A word-for-word transcript of every entry is required.

*** RECORDED INFORMATION

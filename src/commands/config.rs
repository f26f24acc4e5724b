//! Config command - inspect and validate configuration

use crate::config::Config;
use anyhow::Result;
use clap::{Args, Subcommand};

#[derive(Args, Debug)]
pub struct ConfigArgs {
    #[command(subcommand)]
    pub command: ConfigCommands,
}

#[derive(Subcommand, Debug)]
pub enum ConfigCommands {
    /// Show the effective configuration (file, environment and defaults merged)
    Show,

    /// Load and validate the configuration
    Validate,

    /// Print an annotated example configuration file
    Example,

    /// Show configuration file search paths
    Paths,
}

pub async fn run(args: ConfigArgs) -> Result<()> {
    match args.command {
        ConfigCommands::Show => run_show(),
        ConfigCommands::Validate => run_validate(),
        ConfigCommands::Example => run_example(),
        ConfigCommands::Paths => run_paths(),
    }
}

fn run_show() -> Result<()> {
    let config = Config::load()?;
    config.validate()?;

    println!("# Effective configuration");
    println!("# Priority: CLI flags > Environment variables > Config file > Defaults\n");
    println!("{}", toml::to_string_pretty(&config)?);

    let era_length = config.chain.epoch_duration * u64::from(config.chain.sessions_per_era);
    println!("# Era length: {} slots", era_length);

    Ok(())
}

fn run_validate() -> Result<()> {
    match Config::config_file_paths().into_iter().find(|p| p.exists()) {
        Some(path) => println!("Found config file: {}", path.display()),
        None => {
            println!("{}\n", Config::config_not_found_help());
            println!("Validating defaults and environment overrides...");
        }
    }

    match Config::load().and_then(|config| config.validate()) {
        Ok(()) => {
            println!("✓ Configuration is valid");
            Ok(())
        }
        Err(e) => {
            println!("✗ Configuration is invalid: {:#}", e);
            Err(e)
        }
    }
}

fn run_example() -> Result<()> {
    println!(
        r#"# pledger configuration file
#
# Location priority (first found is used):
#   1. ./pledger.toml (current directory)
#   2. ~/.config/pledger/config.toml (user config)
#   3. /etc/pledger/config.toml (system-wide)
#
# Override priority: CLI flags > Environment variables > Config file > Defaults
#
# Environment variables: PLEDGER_RPC_URL, PLEDGER_RPC_TIMEOUT_MS, PLEDGER_DB_PATH,
#   PLEDGER_POLL_INTERVAL, PLEDGER_BACKFILL_WORKERS, PLEDGER_RESCAN_INTERVAL,
#   PLEDGER_EPOCH_DURATION, PLEDGER_SESSIONS_PER_ERA, PLEDGER_PID_FILE
#
# [chain] must match the runtime: babe.epochDuration and staking.sessionsPerEra.
# record_head_blocks is ignored when finalized_only is set.
# Set [daemon] pid_file to write a PID file during sync.
"#
    );
    println!("{}", Config::example_toml());

    Ok(())
}

fn run_paths() -> Result<()> {
    println!("Configuration file search paths (first found is used):\n");

    for (i, path) in Config::config_file_paths().iter().enumerate() {
        let exists = if path.exists() { "✓ EXISTS" } else { "" };
        println!("{}. {} {}", i + 1, path.display(), exists);
    }

    Ok(())
}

******

TASK ANSWER:
filename src/commands/config.rs
repository f26f24acc4e5724b
//! Config command - inspect and validate configuration

use crate::config::Config;
use anyhow::Result;
use clap::{Args, Subcommand};

#[derive(Args, Debug)]
pub struct ConfigArgs {
    #[command(subcommand)]
    pub command: ConfigCommands,
}

#[derive(Subcommand, Debug)]
pub enum ConfigCommands {
    /// Show the effective configuration (file, environment and defaults merged)
    Show,

    /// Load and validate the configuration
    Validate,

    /// Print an annotated example configuration file
    Example,

    /// Show configuration file search paths
    Paths,
}

pub async fn run(args: ConfigArgs) -> Result<()> {
    match args.command {
        ConfigCommands::Show => run_show(),
        ConfigCommands::Validate => run_validate(),
        ConfigCommands::Example => run_example(),
        ConfigCommands::Paths => run_paths(),
    }
}

fn run_show() -> Result<()> {
    let config = Config::load()?;
    config.validate()?;

    println!("# Effective configuration");
    println!("# Priority: CLI flags > Environment variables > Config file > Defaults\n");
    println!("{}", toml::to_string_pretty(&config)?);

    let era_length = config.chain.epoch_duration * u64::from(config.chain.sessions_per_era);
    println!("# Era length: {} slots", era_length);

    Ok(())
}

fn run_validate() -> Result<()> {
    match Config::config_file_paths().into_iter().find(|p| p.exists()) {
        Some(path) => println!("Found config file: {}", path.display()),
        None => {
            println!("{}\n", Config::config_not_found_help());
            println!("Validating defaults and environment overrides...");
        }
    }

    match Config::load().and_then(|config| config.validate()) {
        Ok(()) => {
            println!("✓ Configuration is valid");
            Ok(())
        }
        Err(e) => {
            println!("✗ Configuration is invalid: {:#}", e);
            Err(e)
        }
    }
}

fn run_example() -> Result<()> {
    println!(
        r#"# pledger configuration file
#
# Location priority (first found is used):
#   1. ./pledger.toml (current directory)
#   2. ~/.config/pledger/config.toml (user config)
#   3. /etc/pledger/config.toml (system-wide)
#
# Override priority: CLI flags > Environment variables > Config file > Defaults
#
# Environment variables: PLEDGER_RPC_URL, PLEDGER_RPC_TIMEOUT_MS, PLEDGER_DB_PATH,
#   PLEDGER_POLL_INTERVAL, PLEDGER_BACKFILL_WORKERS, PLEDGER_RESCAN_INTERVAL,
#   PLEDGER_EPOCH_DURATION, PLEDGER_SESSIONS_PER_ERA, PLEDGER_PID_FILE
#
# [chain] must match the runtime: babe.epochDuration and staking.sessionsPerEra.
# record_head_blocks is ignored when finalized_only is set.
# Set [daemon] pid_file to write a PID file during sync.
"#
    );
    println!("{}", Config::example_toml());

    Ok(())
}

fn run_paths() -> Result<()> {
    println!("Configuration file search paths (first found is used):\n");

    for (i, path) in Config::config_file_paths().iter().enumerate() {
        let exists = if path.exists() { "✓ EXISTS" } else { "" };
        println!("{}. {} {}", i + 1, path.display(), exists);
    }

    Ok(())
}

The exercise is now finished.